(Available data):
***
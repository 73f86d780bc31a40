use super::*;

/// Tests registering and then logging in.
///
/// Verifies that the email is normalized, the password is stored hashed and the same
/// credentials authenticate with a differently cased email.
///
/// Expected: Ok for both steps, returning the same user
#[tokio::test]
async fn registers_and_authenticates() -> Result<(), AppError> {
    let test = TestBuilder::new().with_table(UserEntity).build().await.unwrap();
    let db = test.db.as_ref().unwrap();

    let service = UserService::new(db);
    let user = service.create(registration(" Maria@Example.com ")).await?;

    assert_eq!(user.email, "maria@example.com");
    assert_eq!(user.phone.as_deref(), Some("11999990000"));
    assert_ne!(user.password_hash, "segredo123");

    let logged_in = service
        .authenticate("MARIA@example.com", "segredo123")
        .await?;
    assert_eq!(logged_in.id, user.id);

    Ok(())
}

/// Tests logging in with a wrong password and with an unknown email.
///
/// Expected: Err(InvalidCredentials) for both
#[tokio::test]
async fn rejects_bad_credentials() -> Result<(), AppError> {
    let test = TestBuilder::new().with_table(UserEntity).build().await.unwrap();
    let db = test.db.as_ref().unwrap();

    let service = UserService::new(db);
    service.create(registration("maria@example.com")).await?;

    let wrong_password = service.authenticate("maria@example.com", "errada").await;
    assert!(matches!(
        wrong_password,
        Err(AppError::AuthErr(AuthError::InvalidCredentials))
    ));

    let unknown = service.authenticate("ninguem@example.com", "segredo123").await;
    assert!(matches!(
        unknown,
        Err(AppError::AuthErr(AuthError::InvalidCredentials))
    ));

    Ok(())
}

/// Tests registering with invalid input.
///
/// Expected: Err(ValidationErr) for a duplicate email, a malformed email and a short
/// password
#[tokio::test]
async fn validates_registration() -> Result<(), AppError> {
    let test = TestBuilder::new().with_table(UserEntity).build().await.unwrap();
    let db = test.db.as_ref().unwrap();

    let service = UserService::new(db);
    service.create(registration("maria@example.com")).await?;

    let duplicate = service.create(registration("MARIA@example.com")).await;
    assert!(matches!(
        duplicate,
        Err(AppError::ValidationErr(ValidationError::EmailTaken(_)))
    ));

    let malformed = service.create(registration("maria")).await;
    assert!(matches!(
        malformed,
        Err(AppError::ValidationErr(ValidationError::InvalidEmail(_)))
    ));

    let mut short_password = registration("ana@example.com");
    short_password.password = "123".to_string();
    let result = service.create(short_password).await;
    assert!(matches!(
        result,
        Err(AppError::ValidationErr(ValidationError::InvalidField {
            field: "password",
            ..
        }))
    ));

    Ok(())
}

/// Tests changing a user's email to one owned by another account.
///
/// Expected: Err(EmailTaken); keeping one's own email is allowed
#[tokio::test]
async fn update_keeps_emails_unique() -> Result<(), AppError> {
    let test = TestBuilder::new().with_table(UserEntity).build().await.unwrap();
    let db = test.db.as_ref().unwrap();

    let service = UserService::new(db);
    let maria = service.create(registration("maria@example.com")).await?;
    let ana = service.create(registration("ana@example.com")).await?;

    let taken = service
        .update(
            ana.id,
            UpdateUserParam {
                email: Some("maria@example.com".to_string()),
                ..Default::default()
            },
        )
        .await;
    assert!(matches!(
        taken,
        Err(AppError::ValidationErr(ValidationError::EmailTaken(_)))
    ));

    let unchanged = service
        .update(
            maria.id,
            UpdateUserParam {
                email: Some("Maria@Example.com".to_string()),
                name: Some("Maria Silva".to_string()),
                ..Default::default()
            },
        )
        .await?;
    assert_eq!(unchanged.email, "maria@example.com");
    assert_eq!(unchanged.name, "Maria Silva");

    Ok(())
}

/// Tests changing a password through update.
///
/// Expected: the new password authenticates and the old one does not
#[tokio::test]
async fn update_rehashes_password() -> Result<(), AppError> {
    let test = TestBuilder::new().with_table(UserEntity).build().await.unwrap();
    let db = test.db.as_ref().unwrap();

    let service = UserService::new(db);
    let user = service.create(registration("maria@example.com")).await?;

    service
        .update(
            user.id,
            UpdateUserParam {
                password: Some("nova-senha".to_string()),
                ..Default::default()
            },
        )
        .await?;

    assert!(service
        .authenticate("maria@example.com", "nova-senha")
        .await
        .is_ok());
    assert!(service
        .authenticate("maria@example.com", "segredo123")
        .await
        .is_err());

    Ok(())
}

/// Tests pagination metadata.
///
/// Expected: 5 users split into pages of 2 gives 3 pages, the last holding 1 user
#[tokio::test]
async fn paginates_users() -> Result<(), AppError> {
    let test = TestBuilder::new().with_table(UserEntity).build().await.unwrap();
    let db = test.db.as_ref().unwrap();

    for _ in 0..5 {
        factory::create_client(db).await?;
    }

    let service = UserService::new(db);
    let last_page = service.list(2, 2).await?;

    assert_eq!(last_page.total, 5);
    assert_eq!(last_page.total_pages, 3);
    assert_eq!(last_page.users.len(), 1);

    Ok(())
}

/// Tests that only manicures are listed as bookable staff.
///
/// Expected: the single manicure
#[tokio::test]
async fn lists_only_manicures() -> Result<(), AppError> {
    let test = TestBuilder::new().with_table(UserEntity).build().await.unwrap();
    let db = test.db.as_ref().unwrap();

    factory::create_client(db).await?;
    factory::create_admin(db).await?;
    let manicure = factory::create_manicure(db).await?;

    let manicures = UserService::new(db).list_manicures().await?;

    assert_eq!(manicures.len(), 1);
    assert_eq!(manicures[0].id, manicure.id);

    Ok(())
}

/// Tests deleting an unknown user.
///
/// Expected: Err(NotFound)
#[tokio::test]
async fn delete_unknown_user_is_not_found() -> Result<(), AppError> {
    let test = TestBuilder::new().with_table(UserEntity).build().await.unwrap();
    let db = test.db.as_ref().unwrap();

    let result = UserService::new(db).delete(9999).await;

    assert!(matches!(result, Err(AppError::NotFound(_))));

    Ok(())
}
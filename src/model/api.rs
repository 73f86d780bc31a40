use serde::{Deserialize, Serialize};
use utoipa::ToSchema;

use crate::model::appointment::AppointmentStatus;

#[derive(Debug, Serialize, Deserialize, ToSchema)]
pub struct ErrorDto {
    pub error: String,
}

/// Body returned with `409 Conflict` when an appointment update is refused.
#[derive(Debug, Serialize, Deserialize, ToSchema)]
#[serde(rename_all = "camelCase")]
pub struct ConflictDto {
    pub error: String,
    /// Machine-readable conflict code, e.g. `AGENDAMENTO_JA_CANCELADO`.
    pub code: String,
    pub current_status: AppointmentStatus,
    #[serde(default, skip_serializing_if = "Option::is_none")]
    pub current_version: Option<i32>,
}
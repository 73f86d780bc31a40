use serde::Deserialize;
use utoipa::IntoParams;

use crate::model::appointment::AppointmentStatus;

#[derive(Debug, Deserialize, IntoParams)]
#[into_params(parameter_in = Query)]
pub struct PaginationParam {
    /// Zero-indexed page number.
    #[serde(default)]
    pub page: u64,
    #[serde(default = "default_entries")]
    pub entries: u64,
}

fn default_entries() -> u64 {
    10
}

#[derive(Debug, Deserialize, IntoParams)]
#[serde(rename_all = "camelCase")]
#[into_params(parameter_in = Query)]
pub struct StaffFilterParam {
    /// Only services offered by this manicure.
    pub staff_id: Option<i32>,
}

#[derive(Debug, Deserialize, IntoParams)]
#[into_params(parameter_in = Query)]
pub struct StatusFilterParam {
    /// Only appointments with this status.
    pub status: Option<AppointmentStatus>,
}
***
(Problem statement):
Report every line of the preceding listing where the string "same" occurs.

(Solution):
/// Verifies that the email is normalized, the password is stored hashed and the same
/// Expected: Ok for both steps, returning the same user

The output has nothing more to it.